• _WHAT TO WORK ON_: Scan the lines below and report each one containing "parts" by copying it.

• _SOURCE INFORMATION_:
BEGIN

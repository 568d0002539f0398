//! Frequency tallies and the conditional probability model.

use std::collections::BTreeMap;

use crate::error::LinkageError;
use crate::model::{FrequencyTable, ProbabilityModel, RecordPair, RecordSet, TrainingCorpus, VectorStats};
use crate::similarity::Quantizer;
use crate::vector::build_vector;

/// Tally the comparison vectors of a set of labeled pairs.
///
/// Fails on sources with different comparable field counts, and on pair
/// indices past the end of either source.
pub fn tally(
    quantizer: &Quantizer,
    left: &RecordSet,
    right: &RecordSet,
    pairs: &[RecordPair],
) -> Result<FrequencyTable, LinkageError> {
    left.check_compatible(right)?;
    let mut table = FrequencyTable::new();
    for (line, pair) in pairs.iter().enumerate() {
        let (a, b) = match (left.get(pair.left), right.get(pair.right)) {
            (Some(a), Some(b)) => (a, b),
            _ => {
                return Err(LinkageError::LinkOutOfRange {
                    line: line + 1,
                    left: pair.left,
                    right: pair.right,
                })
            }
        };
        table.add(build_vector(quantizer, a, b));
    }
    Ok(table)
}

/// Normalize both tallies into `u`/`m` and attach a likelihood ratio per vector.
///
/// Every vector observed under either label gets an entry; a label that never
/// produced the vector leaves the corresponding probability as `None`.
pub fn estimate(
    matches: &FrequencyTable,
    nonmatches: &FrequencyTable,
) -> Result<ProbabilityModel, LinkageError> {
    if matches.is_empty() {
        return Err(LinkageError::EmptyTrainingSet { label: "known match" });
    }
    if nonmatches.is_empty() {
        return Err(LinkageError::EmptyTrainingSet { label: "presumed non-match" });
    }

    let match_total = matches.total() as f64;
    let nonmatch_total = nonmatches.total() as f64;

    let mut stats: BTreeMap<_, VectorStats> = BTreeMap::new();
    for (vector, count) in nonmatches.iter() {
        stats.insert(
            vector.clone(),
            VectorStats {
                u: Some(count as f64 / nonmatch_total),
                m: None,
            },
        );
    }
    for (vector, count) in matches.iter() {
        stats
            .entry(vector.clone())
            .or_insert(VectorStats { u: None, m: None })
            .m = Some(count as f64 / match_total);
    }

    log::debug!(
        "estimated model: {} vector(s) from {} match / {} non-match pair(s)",
        stats.len(),
        matches.total(),
        nonmatches.total()
    );

    Ok(ProbabilityModel::from_stats(stats))
}

/// Tally both halves of a corpus and estimate the model.
pub fn train(
    quantizer: &Quantizer,
    left: &RecordSet,
    right: &RecordSet,
    corpus: &TrainingCorpus,
) -> Result<ProbabilityModel, LinkageError> {
    let matches = tally(quantizer, left, right, &corpus.known_matches)?;
    let nonmatches = tally(quantizer, left, right, &corpus.presumed_nonmatches)?;
    estimate(&matches, &nonmatches)
}
use crate::error::{GeometryError, Result};
use crate::math::{Point3, Vector3, TOLERANCE};

use super::{Surface, SurfaceDomain};

/// A bounded planar patch in 3D space.
///
/// Defined by an origin point, two orthonormalized direction vectors
/// (`u_dir`, `v_dir`), and a finite parameter domain. The normal is
/// `u_dir × v_dir`.
///
/// Parametric form: `P(u, v) = origin + u * u_dir + v * v_dir`.
#[derive(Debug, Clone)]
pub struct Plane {
    origin: Point3,
    u_dir: Vector3,
    v_dir: Vector3,
    normal: Vector3,
    domain: SurfaceDomain,
}

impl Plane {
    /// Creates a new planar patch from an origin, two direction vectors,
    /// and a parameter domain.
    ///
    /// # Errors
    ///
    /// Returns an error if the direction vectors are zero-length or
    /// parallel (degenerate plane).
    pub fn new(
        origin: Point3,
        u_dir: Vector3,
        v_dir: Vector3,
        domain: SurfaceDomain,
    ) -> Result<Self> {
        let u_len = u_dir.norm();
        if u_len < TOLERANCE {
            return Err(GeometryError::ZeroVector.into());
        }
        let v_len = v_dir.norm();
        if v_len < TOLERANCE {
            return Err(GeometryError::ZeroVector.into());
        }

        let u_dir = u_dir / u_len;
        let v_dir = v_dir / v_len;

        let normal = u_dir.cross(&v_dir);
        let normal_len = normal.norm();
        if normal_len < TOLERANCE {
            return Err(GeometryError::Degenerate("plane directions are parallel".into()).into());
        }
        let normal = normal / normal_len;

        Ok(Self {
            origin,
            u_dir,
            v_dir,
            normal,
            domain,
        })
    }

    /// Returns the origin point of the patch.
    #[must_use]
    pub fn origin(&self) -> &Point3 {
        &self.origin
    }

    /// Returns the U direction vector.
    #[must_use]
    pub fn u_dir(&self) -> &Vector3 {
        &self.u_dir
    }

    /// Returns the V direction vector.
    #[must_use]
    pub fn v_dir(&self) -> &Vector3 {
        &self.v_dir
    }

    /// Returns the patch normal.
    #[must_use]
    pub fn plane_normal(&self) -> &Vector3 {
        &self.normal
    }
}

impl Surface for Plane {
    fn evaluate(&self, u: f64, v: f64) -> Result<Point3> {
        Ok(self.origin + self.u_dir * u + self.v_dir * v)
    }

    fn normal(&self, _u: f64, _v: f64) -> Result<Vector3> {
        Ok(self.normal)
    }

    fn domain(&self) -> SurfaceDomain {
        self.domain
    }
}
use thiserror::Error;

/// Top-level error type for the Strake core.
#[derive(Debug, Error)]
pub enum StrakeError {
    #[error(transparent)]
    Geometry(#[from] GeometryError),

    #[error(transparent)]
    Extrema(#[from] ExtremaError),

    #[error(transparent)]
    Topology(#[from] TopologyError),

    #[error(transparent)]
    Structure(#[from] StructureError),

    #[error(transparent)]
    Operation(#[from] OperationError),
}

/// Errors related to geometric primitives.
#[derive(Debug, Error)]
pub enum GeometryError {
    #[error("degenerate geometry: {0}")]
    Degenerate(String),

    #[error("zero-length vector")]
    ZeroVector,
}

/// Errors raised by the extrema engine.
///
/// Both failure variants name the operand-pair kind so a caller can tell
/// which of the five query variants failed. Nothing is retried internally;
/// loosening the tolerance and retrying is a caller decision.
#[derive(Debug, Error)]
pub enum ExtremaError {
    #[error("extrema between {kind} did not converge")]
    NotConverged { kind: &'static str },

    #[error("extrema between {kind} reported done with no solutions")]
    NoSolutions { kind: &'static str },

    #[error("unsupported operand pair: {0}")]
    UnsupportedOperands(&'static str),
}

/// Errors related to the topological shape store.
#[derive(Debug, Error)]
pub enum TopologyError {
    #[error("shape not found: {0}")]
    ShapeNotFound(String),

    #[error("invalid topology: {0}")]
    InvalidTopology(String),
}

/// Errors related to the structural part/assembly model.
#[derive(Debug, Error)]
pub enum StructureError {
    #[error("part not found: {0}")]
    PartNotFound(String),

    #[error("assembly not found: {0}")]
    AssemblyNotFound(String),
}

/// Errors related to synchronization operations.
#[derive(Debug, Error)]
pub enum OperationError {
    #[error("invalid input: {0}")]
    InvalidInput(String),

    #[error("shape deleted with no replacement: {0}")]
    ShapeDeleted(String),

    #[error("operation failed: {0}")]
    Failed(String),
}

/// Convenience type alias for results using [`StrakeError`].
pub type Result<T> = std::result::Result<T, StrakeError>;
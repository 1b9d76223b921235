//! Reference-curve adjacency discovery.
//!
//! Decides which parts of a set are geometric neighbors worth fusing,
//! using each part's 1-D reference curve as a cheap proxy for full 3-D
//! proximity. Intersection testing runs through the extrema engine: two
//! reference curves touch when their minimum distance falls within the
//! working tolerance.

use tracing::debug;

use crate::error::Result;
use crate::extrema::{curve_to_curve, ExtremaConfig};
use crate::structure::{Model, PartId};

/// One discovered join: a main part and the parts it should fuse with.
#[derive(Debug, Clone)]
pub struct JoinGroup {
    pub main: PartId,
    pub candidates: Vec<PartId>,
}

/// Tests every unordered pair of `parts` for reference-curve contact.
///
/// Pairs follow the fixed enumeration over the input sequence (outer index
/// strictly less than inner index): grouping is deterministic for a fixed
/// input ordering, but sensitive to that ordering. Pairs where either part
/// lacks a reference curve are skipped. The working tolerance is the
/// caller's, or the maximum of the two parts' shape tolerances when
/// omitted.
///
/// # Errors
///
/// Returns an error if a part or shape is unknown, or an extrema query
/// fails to converge.
pub fn discover_join_groups(
    model: &Model,
    parts: &[PartId],
    tolerance: Option<f64>,
    cfg: &ExtremaConfig,
) -> Result<Vec<JoinGroup>> {
    let mut groups = Vec::new();

    for i in 0..parts.len().saturating_sub(1) {
        let main = model.part(parts[i])?;
        let mut candidates = Vec::new();

        for j in (i + 1)..parts.len() {
            let other = model.part(parts[j])?;
            let (Some(main_cref), Some(other_cref)) = (main.cref(), other.cref()) else {
                continue;
            };

            let tol = match tolerance {
                Some(tol) => tol,
                None => {
                    let tol1 = model.shapes().tolerance_max(main.shape())?;
                    let tol2 = model.shapes().tolerance_max(other.shape())?;
                    tol1.max(tol2)
                }
            };

            let report = curve_to_curve(main_cref, other_cref, cfg)?;
            if report.min_distance() <= tol {
                candidates.push(parts[j]);
            }
        }

        if !candidates.is_empty() {
            debug!(main = ?parts[i], count = candidates.len(), "join group discovered");
            groups.push(JoinGroup {
                main: parts[i],
                candidates,
            });
        }
    }

    Ok(groups)
}
mod cylinder;
mod plane;

pub use cylinder::Cylinder;
pub use plane::Plane;

use crate::error::Result;
use crate::math::{Point3, Vector3};

/// Parameter domain for a surface.
///
/// Domains are finite: the proximity solver seeds itself from a dense grid
/// over the domain, so a surface must bound both parameter ranges.
#[derive(Debug, Clone, Copy, PartialEq)]
pub struct SurfaceDomain {
    /// Start of the U parameter range.
    pub u_min: f64,
    /// End of the U parameter range.
    pub u_max: f64,
    /// Start of the V parameter range.
    pub v_min: f64,
    /// End of the V parameter range.
    pub v_max: f64,
}

impl SurfaceDomain {
    /// Creates a new surface domain.
    #[must_use]
    pub fn new(u_min: f64, u_max: f64, v_min: f64, v_max: f64) -> Self {
        Self {
            u_min,
            u_max,
            v_min,
            v_max,
        }
    }

    /// Returns the length of the U parameter range.
    #[must_use]
    pub fn u_span(&self) -> f64 {
        self.u_max - self.u_min
    }

    /// Returns the length of the V parameter range.
    #[must_use]
    pub fn v_span(&self) -> f64 {
        self.v_max - self.v_min
    }
}

/// Trait for bounded parametric surfaces in 3D space.
pub trait Surface: std::fmt::Debug {
    /// Evaluates the surface at parameters `(u, v)`, returning the 3D point.
    ///
    /// # Errors
    ///
    /// Returns an error if evaluation fails.
    fn evaluate(&self, u: f64, v: f64) -> Result<Point3>;

    /// Computes the surface normal at parameters `(u, v)`.
    ///
    /// # Errors
    ///
    /// Returns an error if the normal is degenerate at `(u, v)`.
    fn normal(&self, u: f64, v: f64) -> Result<Vector3>;

    /// Returns the parameter domain of the surface.
    fn domain(&self) -> SurfaceDomain;

    /// Returns whether the surface wraps around in the U direction.
    fn is_closed_u(&self) -> bool {
        false
    }

    /// Returns whether the surface wraps around in the V direction.
    fn is_closed_v(&self) -> bool {
        false
    }
}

END

• _TASK RESPONSE_:
//! Decides which parts of a set are geometric neighbors worth fusing,
/// One discovered join: a main part and the parts it should fuse with.
/// Tests every unordered pair of `parts` for reference-curve contact.
/// caller's, or the maximum of the two parts' shape tolerances when
    parts: &[PartId],
    for i in 0..parts.len().saturating_sub(1) {
        let main = model.part(parts[i])?;
        for j in (i + 1)..parts.len() {
            let other = model.part(parts[j])?;
                candidates.push(parts[j]);
            debug!(main = ?parts[i], count = candidates.len(), "join group discovered");
                main: parts[i],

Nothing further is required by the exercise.